In the transportation stage of the cold chain, Walmart requires that goods be cooled before they are loaded into temperature-regulated trucks. The pre-cooling temperature is then checked by a “transportation monitoring system” and the container is only loaded once the temperature meets the set level. All shipping vehicles that serve Walmart have devices onboard that monitor the temperature in the vehicle along the delivery route to ensure that the fresh produce is protected and arrives at the store on time.
In addition, Walmart’s China supply chain enhances data storage and analytics using the Data Lake international big data platform, and new mobile applications that enable supply chain managers to mobilize and visualize performance management. In addition, Walmart China’s supply chain develops standard operating procedures and employee training programs according to international standards, with a goal of continuously improving operational efficiency through digitalization.
A quality testing laboratory has been set up in the distribution center to conduct front-line inspections on issues like food legal and regulatory compliance and agricultural pesticide residues. The data from these tests are shared with all stores nationwide.
Other supply chain efforts Walmart has launched in China include a scattered-sorting solution that provides flexible distribution for community stores, and an effort to streamline processes to reduce inventory during trial operations, saving about 50% of space and improving efficiency by nearly 300%.
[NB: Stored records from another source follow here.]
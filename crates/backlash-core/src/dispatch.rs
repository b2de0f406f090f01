use std::any::{type_name, Any, TypeId};
use std::fmt;
use std::rc::Rc;

use crate::collections::map::HashMap;
use crate::command::Command;
use crate::runtime::RuntimeHandle;

/// Action discriminant; one per reducer-map entry.
pub type Tag = &'static str;

type Clause<S, D> = dyn Fn(&Rc<S>, Box<dyn Any>) -> Option<Command<S, D>>;

#[derive(Debug, Clone, PartialEq, Eq)]
pub enum DispatchError {
    UnknownTag {
        tag: String,
    },
    ArgumentMismatch {
        tag: Tag,
        expected: &'static str,
        found: &'static str,
    },
}

impl fmt::Display for DispatchError {
    fn fmt(&self, f: &mut fmt::Formatter<'_>) -> fmt::Result {
        match self {
            DispatchError::UnknownTag { tag } => write!(f, "no reducer registered for `{tag}`"),
            DispatchError::ArgumentMismatch {
                tag,
                expected,
                found,
            } => write!(
                f,
                "`{tag}` expects arguments of type {expected}, got {found}"
            ),
        }
    }
}

impl std::error::Error for DispatchError {}

/// A reducer clause with its argument type erased.
pub(crate) struct Reducer<S, D> {
    args: TypeId,
    args_name: &'static str,
    clause: Rc<Clause<S, D>>,
}

impl<S, D> Clone for Reducer<S, D> {
    fn clone(&self) -> Self {
        Self {
            args: self.args,
            args_name: self.args_name,
            clause: Rc::clone(&self.clause),
        }
    }
}

impl<S: 'static, D: 'static> Reducer<S, D> {
    fn new<T, F>(clause: F) -> Self
    where
        T: 'static,
        F: Fn(&Rc<S>, T) -> Command<S, D> + 'static,
    {
        Self {
            args: TypeId::of::<T>(),
            args_name: type_name::<T>(),
            clause: Rc::new(move |state: &Rc<S>, args: Box<dyn Any>| {
                args.downcast::<T>().ok().map(|args| clause(state, *args))
            }),
        }
    }

    pub(crate) fn check<T: 'static>(&self, tag: Tag) -> Result<(), DispatchError> {
        if self.args == TypeId::of::<T>() {
            Ok(())
        } else {
            Err(DispatchError::ArgumentMismatch {
                tag,
                expected: self.args_name,
                found: type_name::<T>(),
            })
        }
    }

    pub(crate) fn reduce<T: 'static>(
        &self,
        tag: Tag,
        state: &Rc<S>,
        args: T,
    ) -> Result<Command<S, D>, DispatchError> {
        (self.clause)(state, Box::new(args)).ok_or_else(|| DispatchError::ArgumentMismatch {
            tag,
            expected: self.args_name,
            found: type_name::<T>(),
        })
    }
}

/// The reducer clauses of an instance, keyed by action tag.
///
/// Only the map seen when an instance is created is ever used; maps supplied
/// on later renders are ignored for the rest of that instance's life.
///
/// ```
/// use std::rc::Rc;
/// use backlash_core::{Command, UpdateMap};
///
/// let update: UpdateMap<i32> = UpdateMap::new()
///     .on("inc", |state: &Rc<i32>, (): ()| Command::new(**state + 1))
///     .on("add", |state: &Rc<i32>, amount: i32| Command::new(**state + amount));
/// assert_eq!(update.len(), 2);
/// ```
pub struct UpdateMap<S, D = ()> {
    reducers: Rc<HashMap<Tag, Reducer<S, D>>>,
}

impl<S: 'static, D: 'static> UpdateMap<S, D> {
    pub fn new() -> Self {
        Self {
            reducers: Rc::new(HashMap::default()),
        }
    }

    /// Registers the clause for `tag`; its arguments are one value of type
    /// `T` (use a tuple for several, `()` for none).
    pub fn on<T, F>(mut self, tag: Tag, clause: F) -> Self
    where
        T: 'static,
        F: Fn(&Rc<S>, T) -> Command<S, D> + 'static,
    {
        if Rc::make_mut(&mut self.reducers)
            .insert(tag, Reducer::new(clause))
            .is_some()
        {
            log::debug!("reducer for `{tag}` replaced while building the update map");
        }
        self
    }

    pub fn contains(&self, tag: &str) -> bool {
        self.reducers.contains_key(tag)
    }

    pub fn len(&self) -> usize {
        self.reducers.len()
    }

    pub fn is_empty(&self) -> bool {
        self.reducers.is_empty()
    }

    pub fn ptr_eq(this: &Self, other: &Self) -> bool {
        Rc::ptr_eq(&this.reducers, &other.reducers)
    }
}

impl<S: 'static, D: 'static> Default for UpdateMap<S, D> {
    fn default() -> Self {
        Self::new()
    }
}

impl<S, D> Clone for UpdateMap<S, D> {
    fn clone(&self) -> Self {
        Self {
            reducers: Rc::clone(&self.reducers),
        }
    }
}

impl<S, D> fmt::Debug for UpdateMap<S, D> {
    fn fmt(&self, f: &mut fmt::Formatter<'_>) -> fmt::Result {
        let mut tags: Vec<Tag> = self.reducers.keys().copied().collect();
        tags.sort_unstable();
        f.debug_struct("UpdateMap").field("tags", &tags).finish()
    }
}

struct DispatcherInner<S, D> {
    tag: Tag,
    reducer: Reducer<S, D>,
    runtime: RuntimeHandle<S, D>,
}

/// Stable callable handle for one action tag.
///
/// Clones share identity; the reducer clause is fixed when the dispatch
/// table is built.
pub struct Dispatcher<S, D = ()> {
    inner: Rc<DispatcherInner<S, D>>,
}

impl<S, D> Clone for Dispatcher<S, D> {
    fn clone(&self) -> Self {
        Self {
            inner: Rc::clone(&self.inner),
        }
    }
}

impl<S: 'static, D: 'static> Dispatcher<S, D> {
    pub fn tag(&self) -> Tag {
        self.inner.tag
    }

    /// Name of the argument type this dispatcher accepts.
    pub fn args_type(&self) -> &'static str {
        self.inner.reducer.args_name
    }

    pub fn ptr_eq(this: &Self, other: &Self) -> bool {
        Rc::ptr_eq(&this.inner, &other.inner)
    }

    /// Runs the reducer for this tag and drains the resulting effects.
    ///
    /// Dispatching on a detached or dropped instance does nothing and
    /// returns `Ok`.
    pub fn try_dispatch<T: 'static>(&self, args: T) -> Result<(), DispatchError> {
        self.inner
            .runtime
            .dispatch(self.inner.tag, &self.inner.reducer, args)
    }

    /// Like [`Dispatcher::try_dispatch`], panicking on an argument type
    /// mismatch.
    pub fn dispatch<T: 'static>(&self, args: T) {
        if let Err(err) = self.try_dispatch(args) {
            panic!("{err}");
        }
    }
}

impl<S, D> fmt::Debug for Dispatcher<S, D> {
    fn fmt(&self, f: &mut fmt::Formatter<'_>) -> fmt::Result {
        f.debug_struct("Dispatcher")
            .field("tag", &self.inner.tag)
            .field("args", &self.inner.reducer.args_name)
            .finish()
    }
}

/// One dispatcher per action tag, built once per instance.
pub struct DispatchTable<S, D = ()> {
    dispatchers: Rc<HashMap<Tag, Dispatcher<S, D>>>,
}

impl<S, D> Clone for DispatchTable<S, D> {
    fn clone(&self) -> Self {
        Self {
            dispatchers: Rc::clone(&self.dispatchers),
        }
    }
}

impl<S: 'static, D: 'static> DispatchTable<S, D> {
    pub(crate) fn build(update: &UpdateMap<S, D>, runtime: RuntimeHandle<S, D>) -> Self {
        let dispatchers = update
            .reducers
            .iter()
            .map(|(&tag, reducer)| {
                let dispatcher = Dispatcher {
                    inner: Rc::new(DispatcherInner {
                        tag,
                        reducer: reducer.clone(),
                        runtime: runtime.clone(),
                    }),
                };
                (tag, dispatcher)
            })
            .collect();
        Self {
            dispatchers: Rc::new(dispatchers),
        }
    }

    #[cfg(test)]
    pub(crate) fn detached(update: &UpdateMap<S, D>) -> Self {
        Self::build(update, RuntimeHandle::dangling())
    }

    pub fn get(&self, tag: &str) -> Option<&Dispatcher<S, D>> {
        self.dispatchers.get(tag)
    }

    pub fn try_dispatch<T: 'static>(&self, tag: &str, args: T) -> Result<(), DispatchError> {
        match self.get(tag) {
            Some(dispatcher) => dispatcher.try_dispatch(args),
            None => Err(DispatchError::UnknownTag {
                tag: tag.to_owned(),
            }),
        }
    }

    /// Dispatches `args` to `tag`, panicking on an unknown tag or an
    /// argument type mismatch.
    pub fn dispatch<T: 'static>(&self, tag: &str, args: T) {
        if let Err(err) = self.try_dispatch(tag, args) {
            panic!("{err}");
        }
    }

    /// Registered tags, sorted.
    pub fn tags(&self) -> Vec<Tag> {
        let mut tags: Vec<Tag> = self.dispatchers.keys().copied().collect();
        tags.sort_unstable();
        tags
    }

    pub fn len(&self) -> usize {
        self.dispatchers.len()
    }

    pub fn is_empty(&self) -> bool {
        self.dispatchers.is_empty()
    }

    pub fn ptr_eq(this: &Self, other: &Self) -> bool {
        Rc::ptr_eq(&this.dispatchers, &other.dispatchers)
    }

    /// Address-based identity, stable for the table's lifetime.
    pub fn id(&self) -> usize {
        Rc::as_ptr(&self.dispatchers) as *const () as usize
    }
}

impl<S, D> fmt::Debug for DispatchTable<S, D> {
    fn fmt(&self, f: &mut fmt::Formatter<'_>) -> fmt::Result {
        let mut tags: Vec<Tag> = self.dispatchers.keys().copied().collect();
        tags.sort_unstable();
        f.debug_struct("DispatchTable").field("tags", &tags).finish()
    }
}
“Walmart continues to increase investment in supply-chain logistics in order to enable our omnichannel development, continue to provide our Chinese customers with great fresh products, and improve our service,” said Ryan McDaniel, senior VP of Walmart China supply chain. “We will invest to build more than 10 in China in the next 10-20 years.”
Walmart entered the Chinese market in 1996 and opened its first store in Shenzhen, China. The Walmart Global Procurement Office was established in Shenzhen in 2002. Walmart currently operates a variety of formats in China, including shopping malls, Sam’s Club stores, and Huisafe supermarkets.